Lo scorso 27 ottobre si è svolto a Palermo, presso l’Aula Magna della Facoltà di Economia, un incontro di studio per la presentazione dell’enciclica sociale «Caritas In Veritate» di Benedetto XVI.

L’evento – promosso dall’Università di Palermo e dagli Uffici diocesani per l’Educazione, la Scuola cattolica, la Cultura e la Pastorale Sociale – ha visto la partecipazione di alcuni accademici quali Rino La Delfa, preside della Facoltà Teologica “San Giovanni Evangelista” di Sicilia, Leonardo Becchetti, ordinario di economia dell’Università “Tor Vergata” di Roma, Francesco Viola, ordinario di filosofia del diritto presso la facoltà di Giurisprudenza di Palermo e Giuseppe Notarstefano, Ricercatore in statistica economica presso il medesimo ateneo. “Ospiti” particolari anche l’arcivescovo di Palermo, Paolo Romeo e il responsabile siciliano della Coreis (Comunità Religiosa Islamica Italiana), l’Imam Ahmad Abd al Majid Francesco Macaluso, venuto in rappresentanza anche dell’ottava edizione della “Giornata del dialogo cristiano-islamico”, manifestazione nazionale svoltasi nello stesso giorno in alcune città italiane e integrata, a Palermo, nello stesso convegno.

Si propone di seguito un riepilogo dell’incontro.

Dopo una succinta presentazione da parte dell’arcivescovo Romeo, che ha sottolineato come l’enciclica non sia un trattato di economia, bensì un punto di riferimento per l’umanità, che faccia da argine agli sconvolgimenti causati dalle crisi economiche e sociali contemporanee e che sappia ispirare un autentico spirito cristiano per reagire all’indifferenza dei modelli economici oggi imperanti, si è dato spazio ai contributi degli studiosi.

Il primo intervento, quello del prof.

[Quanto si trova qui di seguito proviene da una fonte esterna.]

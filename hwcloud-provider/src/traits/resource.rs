//! Managed resource trait

use async_trait::async_trait;

use crate::config::Config;
use crate::error::ProviderResult;
use crate::resource_data::{ResourceData, Timeouts};
use crate::schema::SchemaMap;

/// CRUD handlers of one `huaweicloud_*` resource type.
///
/// Every handler receives the provider [`Config`] and the resource's [`ResourceData`].
/// `create` must set the ID. `read` must clear it (through
/// [`check_deleted`](crate::common::check_deleted)) when the remote object is gone.
#[async_trait]
pub trait Resource: Send + Sync {
    /// Registered name, e.g. `huaweicloud_vpc`.
    fn type_name(&self) -> &'static str;

    fn schema(&self) -> SchemaMap;

    /// Default operation timeouts; a `timeouts` block in the configuration overrides them.
    fn timeouts(&self) -> Timeouts {
        Timeouts::default()
    }

    /// Arguments that cannot be changed in place.
    ///
    /// Changing one is a plan error unless `enable_force_new = "true"`, which replaces
    /// the resource instead.
    fn non_updatable_params(&self) -> &'static [&'static str] {
        &[]
    }

    async fn create(&self, cfg: &Config, d: &mut ResourceData) -> ProviderResult<()>;

    async fn read(&self, cfg: &Config, d: &mut ResourceData) -> ProviderResult<()>;

    async fn update(&self, _cfg: &Config, _d: &mut ResourceData) -> ProviderResult<()> {
        Ok(())
    }

    async fn delete(&self, cfg: &Config, d: &mut ResourceData) -> ProviderResult<()>;

    /// Turn an import ID into the resource ID and any arguments encoded in it.
    ///
    /// The default keeps the ID as given.
    async fn import(&self, _cfg: &Config, _d: &mut ResourceData) -> ProviderResult<()> {
        Ok(())
    }
}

Rino La Delfa, ha interessato gli aspetti teologici del documento. Secondo La Delfa, i motivi ispiratori dell’enciclica  «Caritas In Veritate» sono stati due principi della «Populorum Progressio», scritta da Paolo VI nel 1967 e ripresi da Benedetto XVI che, non a caso, le dedica il primo capitolo della sua lettera. Due “verità” (come le chiama Ratzinger) che tendono a sottolineare come ogni atto che la Chiesa compie nella prospettiva del dialogo (inteso nell’accezione “dia-logica”, ovvero quella di comunicare il Logos, Gesù Cristo, e la sua parola) riguarda non soltanto il destino ultimo dell’uomo, ma tutte le sue dimensioni, da quella culturale a quella fisica, che costituiscono per l’essere umano il suo autentico cammino esistenziale. Un uomo “integrale”, fatto perciò di spirito e corpo insieme.

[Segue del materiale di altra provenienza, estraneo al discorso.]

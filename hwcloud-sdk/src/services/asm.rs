//! ASM v1 API: service meshes
//!
//! Mesh bodies are Kubernetes-style `{metadata, spec, status}` documents, so the
//! calls take and return plain JSON.

use reqwest::Method;
use serde_json::Value;

use crate::client::{RequestOpts, ServiceClient};
use crate::error::Result;
use crate::extract::{path_search_list, path_search_str};

/// Mesh phases that end a wait with an error.
pub const FAILURE_PHASES: &[&str] = &[
    "CreateFailed",
    "DeleteFailed",
    "UpgradeFailed",
    "RollbackFailed",
];

pub fn meshes_url(client: &ServiceClient) -> String {
    client.url_for("v1/{project_id}/meshes", &[])
}

pub fn mesh_url(client: &ServiceClient, id: &str) -> String {
    client.url_for("v1/{project_id}/meshes/{id}", &[("id", id)])
}

/// `POST meshes`; returns the created mesh, whose ID is `metadata.uid`.
pub async fn create_mesh(client: &ServiceClient, body: Value) -> Result<Value> {
    let resp = client
        .request(
            Method::POST,
            &meshes_url(client),
            RequestOpts::json(body).ok_codes(&[201]),
        )
        .await?;
    Ok(resp.body)
}

pub async fn get_mesh(client: &ServiceClient, id: &str) -> Result<Value> {
    client.get(&mesh_url(client, id)).await
}

pub async fn delete_mesh(client: &ServiceClient, id: &str) -> Result<()> {
    client
        .request(
            Method::DELETE,
            &mesh_url(client, id),
            RequestOpts::default().ok_codes(&[200, 202, 204]),
        )
        .await?;
    Ok(())
}

/// Mesh UID from a create or get response.
pub fn mesh_id(body: &Value) -> Option<String> {
    path_search_str("metadata.uid", body)
}

/// Mesh phase from `status.phase`.
pub fn mesh_phase(body: &Value) -> Option<String> {
    path_search_str("status.phase", body)
}

/// Meshes in a list response.
pub fn list_items(body: &Value) -> Vec<Value> {
    path_search_list("items", body)
}

#[cfg(test)]
mod tests {
    use serde_json::json;

    use super::*;

    #[test]
    fn extracts_uid_and_phase() {
        let body = json!({
            "metadata": {"uid": "m-1", "name": "mesh"},
            "status": {"phase": "Running"}
        });
        assert_eq!(mesh_id(&body).as_deref(), Some("m-1"));
        assert_eq!(mesh_phase(&body).as_deref(), Some("Running"));
        assert!(FAILURE_PHASES.contains(&"CreateFailed"));
    }

    #[test]
    fn mesh_paths() {
        let c = ServiceClient::builder("asm", crate::client::Credentials::Token("t".into()))
            .region("ap-southeast-1")
            .project_id("p1")
            .http_client(reqwest::Client::new())
            .build()
            .unwrap();
        assert_eq!(
            mesh_url(&c, "m-1"),
            "https://asm.ap-southeast-1.myhuaweicloud.com/v1/p1/meshes/m-1"
        );
        assert!(list_items(&json!({"items": []})).is_empty());
    }
}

Partendo da qui, Ratzinger introduce quindi il suo pensiero proponendo altri tre principi, di personale elaborazione; il primo: la “carità”, intesa come amore perfetto, «dà vera sostanza alla relazione personale con Dio e con il prossimo», (la vera sostanza dell’amore e della carità non solo deriva ma è, appunto, Dio stesso che dà forza a tutte le relazioni dell’agire umano, dai rapporti amicali a quelli sociali, economici e politici). Il secondo: «la verità […] dà senso e valore alla carità» (le due dimensioni del conoscere umano, la ragione e la fede, sono dunque a pari merito importanti,  poiché la verità è, oltre all’oggetto, anche la via stessa della conoscenza). Infine, il terzo principio riguardante il fatto che la verità che illumina la ragione e la fede può essere sperimentata solo come comunicazione, come comunione. Se la verità ha come finalità quella di “comunicarsi”, essa produce la comunione tra gli uomini: è cioè a partire da un amore illuminato dalla verità (che si comunica) che è possibile creare vera comunione tra gli uomini.

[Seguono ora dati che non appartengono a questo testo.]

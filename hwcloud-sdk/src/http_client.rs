//! Shared HTTP executor
//!
//! Every `ServiceClient` call funnels through here: send, log, classify transport
//! failures, read the body. Status-code acceptance is decided by the caller, which
//! knows the per-request OK codes.
//!
//! Signing is not done here. A request is signed once before it reaches the executor,
//! and the same signed request is cloned for each retry attempt.

use std::time::Duration;

use reqwest::RequestBuilder;
use serde::de::DeserializeOwned;

use crate::error::SdkError;
use crate::utils::log_sanitizer::truncate_for_log;

/// Default number of retries for transient failures.
pub const DEFAULT_MAX_RETRIES: u32 = 5;

/// Upper bound for a server-provided `Retry-After`.
const MAX_RETRY_AFTER_SECS: u64 = 30;

/// Upper bound for exponential backoff.
const MAX_BACKOFF_MS: u64 = 10_000;

/// Status and body of a completed HTTP exchange.
#[derive(Debug, Clone)]
pub struct RawResponse {
    /// HTTP status code.
    pub status: u16,
    /// Response body as text (may be empty).
    pub body: String,
}

/// HTTP helper functions.
pub struct HttpUtils;

impl HttpUtils {
    /// Send a request once and return its status and body.
    ///
    /// HTTP 429 becomes [`SdkError::RateLimited`] and 502/503/504 become
    /// [`SdkError::NetworkError`] so that the retry loop can pick them up.
    /// Any other status is returned as-is.
    pub async fn execute_request(
        request_builder: RequestBuilder,
        service: &str,
        method: &str,
        url: &str,
    ) -> Result<RawResponse, SdkError> {
        log::debug!("[{service}] {method} {url}");

        let response = request_builder.send().await.map_err(|e| {
            if e.is_timeout() {
                SdkError::Timeout {
                    service: service.to_string(),
                    detail: e.to_string(),
                }
            } else {
                SdkError::NetworkError {
                    service: service.to_string(),
                    detail: e.to_string(),
                }
            }
        })?;

        let status = response.status().as_u16();
        log::debug!("[{service}] Response Status: {status}");

        let retry_after = response
            .headers()
            .get("retry-after")
            .and_then(|v| v.to_str().ok())
            .and_then(|v| v.parse::<u64>().ok());

        if status == 429 {
            let body = response.text().await.unwrap_or_default();
            log::warn!("[{service}] Rate limited (HTTP 429), retry_after={retry_after:?}");
            return Err(SdkError::RateLimited {
                service: service.to_string(),
                retry_after,
                raw_message: Some(body),
            });
        }

        if matches!(status, 502..=504) {
            let body = response.text().await.unwrap_or_default();
            log::warn!("[{service}] Server error (HTTP {status})");
            return Err(SdkError::NetworkError {
                service: service.to_string(),
                detail: format!("HTTP {status}: {}", truncate_for_log(&body)),
            });
        }

        let body = response.text().await.map_err(|e| SdkError::NetworkError {
            service: service.to_string(),
            detail: format!("Failed to read response body: {e}"),
        })?;

        log::debug!("[{service}] Response Body: {}", truncate_for_log(&body));

        Ok(RawResponse { status, body })
    }

    /// Parse a JSON body into `T`.
    pub fn parse_json<T>(body: &str, service: &str) -> Result<T, SdkError>
    where
        T: DeserializeOwned,
    {
        serde_json::from_str(body).map_err(|e| {
            log::error!("[{service}] JSON parse failed: {e}");
            log::error!("[{service}] Raw response: {}", truncate_for_log(body));
            SdkError::ParseError {
                service: service.to_string(),
                detail: e.to_string(),
            }
        })
    }

    /// Send a request, retrying transient failures up to `max_retries` times.
    ///
    /// # Retry strategy
    /// - Only network errors, timeouts and rate limiting are retried
    /// - Backoff: 100ms, 200ms, 400ms, ... capped at 10s
    /// - `Retry-After` wins over backoff, capped at 30s
    pub async fn execute_request_with_retry(
        request_builder: RequestBuilder,
        service: &str,
        method: &str,
        url: &str,
        max_retries: u32,
    ) -> Result<RawResponse, SdkError> {
        if max_retries == 0 {
            return Self::execute_request(request_builder, service, method, url).await;
        }

        let mut last_error = None;

        for attempt in 0..=max_retries {
            let Some(req) = request_builder.try_clone() else {
                log::warn!("[{service}] Cannot clone request, disabling retry");
                return Self::execute_request(request_builder, service, method, url).await;
            };

            match Self::execute_request(req, service, method, url).await {
                Ok(resp) => return Ok(resp),
                Err(e) if attempt < max_retries && is_retryable(&e) => {
                    let delay = retry_delay(&e, attempt);
                    log::warn!(
                        "[{}] Request failed (attempt {}/{}), retrying in {:.1}s: {}",
                        service,
                        attempt + 1,
                        max_retries,
                        delay.as_secs_f32(),
                        e
                    );
                    tokio::time::sleep(delay).await;
                    last_error = Some(e);
                }
                Err(e) => return Err(e),
            }
        }

        Err(last_error.unwrap_or_else(|| SdkError::NetworkError {
            service: service.to_string(),
            detail: "All retries exhausted with no error captured".to_string(),
        }))
    }
}

/// Transient failures worth another attempt.
pub(crate) fn is_retryable(error: &SdkError) -> bool {
    matches!(
        error,
        SdkError::NetworkError { .. } | SdkError::Timeout { .. } | SdkError::RateLimited { .. }
    )
}

fn retry_delay(error: &SdkError, attempt: u32) -> Duration {
    if let SdkError::RateLimited {
        retry_after: Some(secs),
        ..
    } = error
    {
        Duration::from_secs((*secs).min(MAX_RETRY_AFTER_SECS))
    } else {
        backoff_delay(attempt)
    }
}

fn backoff_delay(attempt: u32) -> Duration {
    let capped_attempt = attempt.min(20);
    let delay_ms = 100_u64.saturating_mul(1_u64 << capped_attempt);
    Duration::from_millis(delay_ms.min(MAX_BACKOFF_MS))
}

#[cfg(test)]
mod tests {
    use super::*;

    #[test]
    fn retryable_transient_errors() {
        let network = SdkError::NetworkError {
            service: "vpc".into(),
            detail: "reset".into(),
        };
        let timeout = SdkError::Timeout {
            service: "vpc".into(),
            detail: "slow".into(),
        };
        let limited = SdkError::RateLimited {
            service: "vpc".into(),
            retry_after: None,
            raw_message: None,
        };
        assert!(is_retryable(&network));
        assert!(is_retryable(&timeout));
        assert!(is_retryable(&limited));
    }

    #[test]
    fn business_errors_not_retried() {
        let not_found = SdkError::ResourceNotFound {
            service: "dns".into(),
            url: "u".into(),
            raw_message: None,
        };
        let missing = SdkError::MissingRequiredField {
            field: "name".into(),
        };
        let denied = SdkError::InvalidCredentials {
            service: "iam".into(),
            raw_message: None,
        };
        assert!(!is_retryable(&not_found));
        assert!(!is_retryable(&missing));
        assert!(!is_retryable(&denied));
    }

    #[test]
    fn backoff_doubles_then_caps() {
        assert_eq!(backoff_delay(0), Duration::from_millis(100));
        assert_eq!(backoff_delay(1), Duration::from_millis(200));
        assert_eq!(backoff_delay(3), Duration::from_millis(800));
        assert_eq!(backoff_delay(7), Duration::from_millis(10_000));
        assert_eq!(backoff_delay(40), Duration::from_millis(10_000));
    }

    #[test]
    fn retry_after_is_honoured_and_capped() {
        let short = SdkError::RateLimited {
            service: "ces".into(),
            retry_after: Some(3),
            raw_message: None,
        };
        let long = SdkError::RateLimited {
            service: "ces".into(),
            retry_after: Some(600),
            raw_message: None,
        };
        assert_eq!(retry_delay(&short, 4), Duration::from_secs(3));
        assert_eq!(retry_delay(&long, 0), Duration::from_secs(30));
    }

    #[test]
    fn parse_json_invalid_is_parse_error() {
        let result: Result<serde_json::Value, SdkError> = HttpUtils::parse_json("{oops", "dds");
        assert!(
            matches!(&result, Err(SdkError::ParseError { service, .. }) if service == "dds"),
            "unexpected parse result: {result:?}"
        );
    }
}
//! Subcommand implementations

use std::path::Path;
use std::sync::Arc;

use anyhow::{Context, Result, bail};
use hwcloud_provider::types::{PlanAction, ResourceMode, ResourceState, StateFile};
use hwcloud_provider::{Config, LifecycleService, ProviderSettings, ResourceRegistry, ServiceContext};

use crate::configuration::{Block, Configuration};
use crate::references::{order_blocks, resolve};
use crate::state_store::StateStore;
use crate::{lint, schema_doc};

/// Loaded configuration, state and the service that acts on them.
pub struct Session {
    config: Configuration,
    store: StateStore,
    state: StateFile,
    service: LifecycleService,
}

#[derive(Debug, Default, PartialEq, Eq)]
struct Summary {
    add: usize,
    change: usize,
    replace: usize,
    destroy: usize,
}

impl Summary {
    fn count(&mut self, action: PlanAction) {
        match action {
            PlanAction::Create => self.add += 1,
            PlanAction::Update => self.change += 1,
            PlanAction::Replace => self.replace += 1,
            PlanAction::NoOp => {}
        }
    }
}

impl std::fmt::Display for Summary {
    fn fmt(&self, f: &mut std::fmt::Formatter<'_>) -> std::fmt::Result {
        write!(
            f,
            "{} to add, {} to change, {} to replace, {} to destroy.",
            self.add, self.change, self.replace, self.destroy
        )
    }
}

/// Managed state entries with no block in the configuration, newest first.
fn orphans<'a>(config: &Configuration, state: &'a StateFile) -> Vec<&'a ResourceState> {
    state
        .resources
        .iter()
        .rev()
        .filter(|r| r.mode == ResourceMode::Managed && config.find(&r.address()).is_none())
        .collect()
}

fn print_changes(address: &str, plan: &hwcloud_provider::types::Plan) {
    println!("  {address}: {}", plan.action);
    for change in &plan.changes {
        let (old, new) = if change.sensitive {
            ("(sensitive)".to_string(), "(sensitive)".to_string())
        } else {
            (change.old.to_string(), change.new.to_string())
        };
        let marker = if change.force_new { " (forces replacement)" } else { "" };
        println!("      {}: {old} -> {new}{marker}", change.key);
    }
}

impl Session {
    pub async fn open(config_path: &Path, state_path: &Path) -> Result<Self> {
        let config = Configuration::load(config_path).await?;
        let store = StateStore::new(state_path);
        let state = store.load().await?;

        let provider = Config::builder()
            .provider_block(config.provider.clone())
            .env(ProviderSettings::from_env())
            .build()
            .context("invalid provider configuration")?;
        let ctx = ServiceContext::new(Arc::new(provider), Arc::new(ResourceRegistry::with_defaults()));

        Ok(Self {
            config,
            store,
            state,
            service: LifecycleService::new(Arc::new(ctx)),
        })
    }

    fn prior(&self, block: &Block) -> Option<&ResourceState> {
        self.state.find(block.mode, &block.type_name, &block.name)
    }

    async fn record(&mut self, state: ResourceState) -> Result<()> {
        self.state.upsert(state);
        self.store.save(&self.state).await
    }

    async fn forget(&mut self, entry: &ResourceState) -> Result<()> {
        self.state.remove(entry.mode, &entry.type_name, &entry.name);
        self.store.save(&self.state).await
    }

    async fn read_data(&self, block: &Block, scratch: &StateFile) -> Result<Option<ResourceState>> {
        let Ok(body) = resolve(&block.body, scratch) else {
            return Ok(None);
        };
        let state = self
            .service
            .read_data_source(&block.type_name, &block.name, &body)
            .await
            .with_context(|| format!("failed to read {}", block.address()))?;
        Ok(Some(state))
    }

    /// Print what `apply` would do. Data sources are read so that values depending on
    /// them can be planned; nothing is persisted.
    pub async fn plan(&self) -> Result<()> {
        let mut scratch = self.state.clone();
        let mut summary = Summary::default();

        for block in order_blocks(&self.config.blocks)? {
            let address = block.address();
            if block.mode == ResourceMode::Data {
                match self.read_data(block, &scratch).await? {
                    Some(state) => scratch.upsert(state),
                    None => println!("  {address}: read (during apply)"),
                }
                continue;
            }

            let prior = self.prior(block);
            match resolve(&block.body, &scratch) {
                Ok(body) => {
                    let plan = self
                        .service
                        .plan(&block.type_name, &body, prior)
                        .with_context(|| format!("failed to plan {address}"))?;
                    summary.count(plan.action);
                    if plan.action != PlanAction::NoOp {
                        print_changes(&address, &plan);
                    }
                }
                Err(unknown) => {
                    let action = if prior.is_some() { PlanAction::Update } else { PlanAction::Create };
                    summary.count(action);
                    println!("  {address}: {action} (known after apply: {})", unknown.join(", "));
                }
            }
        }

        for orphan in orphans(&self.config, &self.state) {
            summary.destroy += 1;
            println!("  {}: destroy", orphan.address());
        }
        println!("Plan: {summary}");
        Ok(())
    }

    /// Bring remote objects in line with the configuration, saving state after every step.
    pub async fn apply(&mut self) -> Result<()> {
        let blocks: Vec<Block> = order_blocks(&self.config.blocks)?.into_iter().cloned().collect();
        let mut summary = Summary::default();

        for block in &blocks {
            let address = block.address();
            let body = resolve(&block.body, &self.state)
                .map_err(|unknown| anyhow::anyhow!("{address}: unresolved references {}", unknown.join(", ")))?;

            if block.mode == ResourceMode::Data {
                let state = self
                    .service
                    .read_data_source(&block.type_name, &block.name, &body)
                    .await
                    .with_context(|| format!("failed to read {address}"))?;
                self.record(state).await?;
                continue;
            }

            let prior = self.prior(block).cloned();
            let plan = self
                .service
                .plan(&block.type_name, &body, prior.as_ref())
                .with_context(|| format!("failed to plan {address}"))?;
            summary.count(plan.action);
            if plan.action == PlanAction::NoOp {
                continue;
            }

            println!("{address}: {}ing...", plan.action.to_string().trim_end_matches('e'));
            let state = self
                .service
                .apply_plan(&block.type_name, &block.name, &plan, prior.as_ref())
                .await
                .with_context(|| format!("failed to {} {address}", plan.action))?;
            println!("{address}: done [id={}]", state.id);
            self.record(state).await?;
        }

        let orphans: Vec<ResourceState> = orphans(&self.config, &self.state).into_iter().cloned().collect();
        for orphan in orphans {
            summary.destroy += 1;
            self.destroy_one(&orphan).await?;
        }
        println!("Apply complete! {summary}");
        Ok(())
    }

    async fn destroy_one(&mut self, entry: &ResourceState) -> Result<()> {
        let address = entry.address();
        println!("{address}: destroying... [id={}]", entry.id);
        self.service
            .destroy(entry)
            .await
            .with_context(|| format!("failed to destroy {address}"))?;
        self.forget(entry).await
    }

    /// Delete everything in state, dependents before their dependencies.
    pub async fn destroy(&mut self) -> Result<()> {
        let mut ordered: Vec<ResourceState> = order_blocks(&self.config.blocks)?
            .into_iter()
            .rev()
            .filter(|b| b.mode == ResourceMode::Managed)
            .filter_map(|b| self.prior(b).cloned())
            .collect();
        ordered.extend(orphans(&self.config, &self.state).into_iter().cloned());

        let count = ordered.len();
        for entry in &ordered {
            self.destroy_one(entry).await?;
        }

        // Data source results are meaningless without the resources.
        let data: Vec<ResourceState> = self
            .state
            .resources
            .iter()
            .filter(|r| r.mode == ResourceMode::Data)
            .cloned()
            .collect();
        for entry in &data {
            self.forget(entry).await?;
        }
        println!("Destroy complete! {count} destroyed.");
        Ok(())
    }

    /// Re-read every managed resource; vanished ones leave state.
    pub async fn refresh(&mut self) -> Result<()> {
        let entries: Vec<ResourceState> = self
            .state
            .resources
            .iter()
            .filter(|r| r.mode == ResourceMode::Managed)
            .cloned()
            .collect();

        for entry in &entries {
            let address = entry.address();
            let refreshed = self
                .service
                .refresh(entry)
                .await
                .with_context(|| format!("failed to refresh {address}"))?;
            match refreshed {
                Some(state) => {
                    println!("{address}: refreshed [id={}]", state.id);
                    self.record(state).await?;
                }
                None => {
                    println!("{address}: no longer exists, removed from state");
                    self.forget(entry).await?;
                }
            }
        }
        Ok(())
    }

    /// Adopt the remote object `id` as `address` (`type.name`).
    pub async fn import(&mut self, address: &str, id: &str) -> Result<()> {
        let Some((type_name, name)) = address.split_once('.') else {
            bail!("invalid address '{address}', expected <type>.<name>");
        };
        if self.state.find(ResourceMode::Managed, type_name, name).is_some() {
            bail!("{address} is already managed; remove it from state before importing");
        }
        if self.config.find(address).is_none() {
            tracing::warn!("{address} has no block in the configuration; the next apply will destroy it");
        }

        let state = self
            .service
            .import(type_name, name, id)
            .await
            .with_context(|| format!("failed to import {address} from '{id}'"))?;
        println!("{address}: imported [id={}]", state.id);
        self.record(state).await
    }
}

/// `hwcloud schema [type]`
pub fn schema(type_name: Option<&str>) -> Result<()> {
    let registry = ResourceRegistry::with_defaults();
    let doc = match type_name {
        Some(name) => schema_doc::describe_type(&registry, name)?,
        None => schema_doc::catalog(&registry),
    };
    println!("{}", serde_json::to_string_pretty(&doc)?);
    Ok(())
}

/// `hwcloud lint <dir>`; returns whether the tree is clean.
pub fn lint(dir: &Path) -> Result<bool> {
    let findings = lint::check_dir(dir)?;
    for finding in &findings {
        println!("{finding}");
    }
    if findings.is_empty() {
        println!("no read handlers without check_deleted");
    } else {
        println!("{} read handler(s) without check_deleted", findings.len());
    }
    Ok(findings.is_empty())
}

#[cfg(test)]
mod tests {
    use serde_json::Map;

    use super::*;

    fn entry(type_name: &str, name: &str) -> ResourceState {
        ResourceState {
            mode: ResourceMode::Managed,
            type_name: type_name.into(),
            name: name.into(),
            id: format!("{name}-id"),
            attributes: Map::new(),
        }
    }

    #[test]
    fn orphans_are_state_entries_without_blocks() {
        let config = Configuration::parse(r#"{"resource": {"huaweicloud_vpc": {"main": {"name": "a"}}}}"#).unwrap();
        let mut state = StateFile::default();
        state.upsert(entry("huaweicloud_vpc", "main"));
        state.upsert(entry("huaweicloud_vpc", "old"));
        state.upsert(entry("huaweicloud_vpc_subnet", "old"));

        let found: Vec<String> = orphans(&config, &state).iter().map(|r| r.address()).collect();
        assert_eq!(found, vec!["huaweicloud_vpc_subnet.old", "huaweicloud_vpc.old"]);
    }

    #[test]
    fn summary_counts_actions() {
        let mut summary = Summary::default();
        for action in [PlanAction::Create, PlanAction::Create, PlanAction::NoOp, PlanAction::Replace] {
            summary.count(action);
        }
        summary.destroy = 1;
        assert_eq!(summary.to_string(), "2 to add, 0 to change, 1 to replace, 1 to destroy.");
    }

    #[test]
    fn lint_reports_clean_tree() {
        let dir = tempfile::tempdir().unwrap();
        std::fs::write(dir.path().join("empty.rs"), "fn main() {}\n").unwrap();
        assert!(lint(dir.path()).unwrap());
    }
}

Ed è dando a questi principi una valida elaborazione trattatistica che – per La Delfa – Benedetto XVI introduce quindi il tema centrale e il “pensiero nuovo” dell’enciclica, con cui supera gli originari motivi di partenza. Per fondere insieme i termini “carità” e “verità” e dar loro una collocazione sociale reale infatti, Ratzinger sceglie il concetto di “solidarietà” e con esso quello di “gratuità” (secondo una “logica del dono” di cui si parla nella lettera papale), che è l’unico campo dove si possa dispiegare la carità nella verità.

Non solo. La solidarietà infatti per essere veramente “illuminata” deve poggiare sul principio della relazionalità solidale fra gli uomini, ma questa relazionalità (che nell’enciclica è più volte indicata come rimedio alla profonda “povertà” della solitudine e dell’isolamento) deve essere fondata sulla consapevolezza della dimensione metafisica del rapporto fra gli uomini.  Se infatti, la vera sostanza dell’amore e della carità è Dio e se è Dio che sostiene tutte le relazioni dell’agire umano, Egli diviene anche il fondamento e la condizione necessaria per la realizzazione di una realtà sociale di comunicazione, nella quale la solidarietà costituisca il principio fondamentale della relazione.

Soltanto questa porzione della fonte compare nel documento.